#### Data shown ####

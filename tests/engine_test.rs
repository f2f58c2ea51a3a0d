//! End-to-end tests through the public store API

use chrono::{DateTime, Duration as ChronoDuration, TimeZone, Utc};
use headstart_engine::core::NO_TRIGGERS_MESSAGE;
use headstart_engine::scorer::ScalerParams;
use headstart_engine::{
    FeaturePipeline, LogisticScorer, ModelBundle, RefreshScheduler, RiskLevel, Sample, ScorerError,
    StoreCoordinator, StoreError, StoreSettings, SyntheticUser,
};
use std::sync::Arc;
use std::time::Duration;

fn base_time() -> DateTime<Utc> {
    Utc.with_ymd_and_hms(2024, 1, 22, 8, 0, 0).unwrap()
}

fn scenario_scorer() -> LogisticScorer {
    LogisticScorer::from_bundle(ModelBundle {
        features: vec![
            "heart_rate_mean_15m".to_string(),
            "screen_time_minutes_sum_120m".to_string(),
        ],
        scaler: ScalerParams {
            mean: vec![70.0, 60.0],
            scale: vec![10.0, 30.0],
        },
        coefficients: vec![0.8, 0.8],
        intercept: -0.5,
        generated_at: None,
    })
    .expect("valid bundle")
}

fn make_store(capacity: usize) -> Arc<StoreCoordinator> {
    Arc::new(StoreCoordinator::new(
        Arc::new(scenario_scorer()),
        StoreSettings {
            max_events_per_user: capacity,
            ..StoreSettings::default()
        },
    ))
}

fn make_sample(user: &str, minute: i64, heart_rate: f64, screen: f64) -> Sample {
    Sample {
        user_id: user.to_string(),
        timestamp: base_time() + ChronoDuration::minutes(minute),
        heart_rate,
        hrv: 65.0,
        sleep_debt_hours: 1.0,
        screen_time_minutes: screen,
        calendar_load: 1.0,
        temperature_c: 19.0,
        barometric_pressure_hpa: 1013.0,
        solar_pressure_index: 0.3,
        uv_index: 2.0,
        ambient_noise_db: 42.0,
        trigger_score: 0.1,
        migraine_probability: 0.01,
        weather_condition: "clear".to_string(),
    }
}

#[tokio::test]
async fn test_rising_heart_rate_and_screen_time_raise_risk() {
    let store = make_store(720);

    for i in 0..90 {
        let heart_rate = 65.0 + 30.0 * i as f64 / 89.0;
        let outcome = store
            .ingest(make_sample("user_001", i, heart_rate, 1.5))
            .await
            .unwrap();
        assert_eq!(outcome.stored_count, i as usize + 1);
        assert!(outcome.last_probability.is_some());
    }

    let entry = store.get_prediction("user_001").unwrap();
    assert!((0.0..=1.0).contains(&entry.probability));
    assert!(entry.risk_level >= RiskLevel::Medium);
    assert!(entry.insights.iter().any(|i| i == "Screen time spike"));
    assert!(entry.insights.len() <= 3);

    let (coached, recommendations) = store.get_coaching("user_001").unwrap();
    assert_eq!(coached, entry);
    assert_eq!(recommendations.len(), 3);
}

#[tokio::test]
async fn test_quiet_user_gets_fallback_insight() {
    let store = make_store(720);
    for i in 0..40 {
        store
            .ingest(make_sample("user_002", i, 64.0, 0.0))
            .await
            .unwrap();
    }

    let entry = store.get_prediction("user_002").unwrap();
    assert_eq!(entry.risk_level, RiskLevel::Low);
    assert_eq!(entry.insights, vec![NO_TRIGGERS_MESSAGE.to_string()]);
}

#[tokio::test]
async fn test_unknown_user_is_not_found() {
    let store = make_store(720);
    store
        .ingest(make_sample("user_001", 0, 70.0, 0.0))
        .await
        .unwrap();

    assert_eq!(
        store.get_prediction("unknown_user"),
        Err(StoreError::NotFound("unknown_user".to_string()))
    );
    assert!(matches!(
        store.get_insights("unknown_user"),
        Err(StoreError::NotFound(_))
    ));
}

#[tokio::test]
async fn test_window_keeps_most_recent_samples() {
    let store = make_store(5);
    for i in 1..=8 {
        store
            .ingest(make_sample("user_001", i, 60.0, 0.0))
            .await
            .unwrap();
    }

    let window = store.window_snapshot("user_001").await.unwrap();
    let minutes: Vec<i64> = window
        .iter()
        .map(|s| (s.timestamp - base_time()).num_minutes())
        .collect();
    assert_eq!(minutes, vec![4, 5, 6, 7, 8]);
}

#[tokio::test]
async fn test_feature_mismatch_never_commits() {
    // Pipeline keyed on a different feature list than the scorer
    let pipeline = FeaturePipeline::new(vec!["heart_rate".to_string()]);
    let store = StoreCoordinator::with_pipeline(
        Arc::new(scenario_scorer()),
        pipeline,
        StoreSettings::default(),
    );

    let err = store
        .ingest(make_sample("user_001", 0, 70.0, 0.0))
        .await
        .unwrap_err();
    assert!(matches!(
        err,
        StoreError::Scorer(ScorerError::FeatureMismatch {
            expected: 2,
            actual: 1
        })
    ));
    assert!(store.get_prediction("user_001").is_err());
    assert_eq!(store.window_snapshot("user_001").await.unwrap().len(), 1);
    assert_eq!(store.health().tracked_user_count, 1);
}

#[tokio::test]
async fn test_naive_timestamps_are_utc() {
    let store = make_store(720);
    let json = serde_json::json!({
        "user_id": "user_003",
        "timestamp": "2024-01-22T08:00:00",
        "heart_rate": 70.0,
        "hrv": 60.0,
        "sleep_debt_hours": 1.0,
        "screen_time_minutes": 0.5,
        "calendar_load": 1.0,
        "temperature_c": 18.0,
        "barometric_pressure_hpa": 1013.0,
        "solar_pressure_index": 0.2,
        "uv_index": 3.0,
        "ambient_noise_db": 45.0,
        "trigger_score": 0.1,
        "migraine_probability": 0.01
    });
    let sample: Sample = serde_json::from_value(json).unwrap();
    assert_eq!(sample.timestamp, base_time());

    store.ingest(sample).await.unwrap();
    assert!(store.get_prediction("user_003").is_ok());
}

#[tokio::test(flavor = "multi_thread", worker_threads = 4)]
async fn test_reads_see_complete_monotonic_entries_under_refresh() {
    let store = make_store(240);
    let scheduler = RefreshScheduler::start(store.clone(), Duration::from_millis(5));

    let writer = {
        let store = store.clone();
        tokio::spawn(async move {
            let samples = SyntheticUser::new("user_001", 3, base_time()).take(300);
            for sample in samples {
                store.ingest(sample).await.unwrap();
                tokio::task::yield_now().await;
            }
        })
    };

    let reader = {
        let store = store.clone();
        tokio::spawn(async move {
            let mut last = None;
            for _ in 0..500 {
                if let Ok(entry) = store.get_prediction("user_001") {
                    assert_eq!(entry.risk_level, RiskLevel::from_probability(entry.probability));
                    assert!(!entry.insights.is_empty());
                    if let Some(previous) = last {
                        assert!(entry.computed_at >= previous);
                    }
                    last = Some(entry.computed_at);
                }
                tokio::task::yield_now().await;
            }
        })
    };

    writer.await.unwrap();
    reader.await.unwrap();
    scheduler.shutdown().await;

    assert_eq!(store.window_snapshot("user_001").await.unwrap().len(), 240);
}

#[tokio::test]
async fn test_scheduled_refresh_skips_cleared_windows() {
    let store = make_store(720);
    store
        .ingest(make_sample("active", 0, 80.0, 1.0))
        .await
        .unwrap();
    store
        .ingest(make_sample("idle", 0, 80.0, 1.0))
        .await
        .unwrap();
    assert!(store.clear_window("idle").await);

    let active_before = store.get_prediction("active").unwrap();
    let idle_before = store.get_prediction("idle").unwrap();

    let scheduler = RefreshScheduler::start(store.clone(), Duration::from_millis(10));
    tokio::time::sleep(Duration::from_millis(150)).await;
    scheduler.shutdown().await;

    assert!(store.get_prediction("active").unwrap().computed_at > active_before.computed_at);
    assert_eq!(store.get_prediction("idle").unwrap(), idle_before);
}

#[test]
fn test_shipped_bundle_loads_and_is_fully_produced() {
    let path = std::path::Path::new(env!("CARGO_MANIFEST_DIR"))
        .join("models")
        .join("model_bundle.json");
    let scorer = LogisticScorer::load(&path).unwrap();
    let pipeline = FeaturePipeline::new(headstart_engine::Scorer::feature_names(&scorer).to_vec());
    assert!(pipeline.unproduced_features().is_empty());
}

####

● Problem description
Anywhere the listing shows the word "RefreshScheduler", copy the full line.

● Output for this exercise
    FeaturePipeline, LogisticScorer, ModelBundle, RefreshScheduler, RiskLevel, Sample, ScorerError,
    let scheduler = RefreshScheduler::start(store.clone(), Duration::from_millis(5));
    let scheduler = RefreshScheduler::start(store.clone(), Duration::from_millis(10));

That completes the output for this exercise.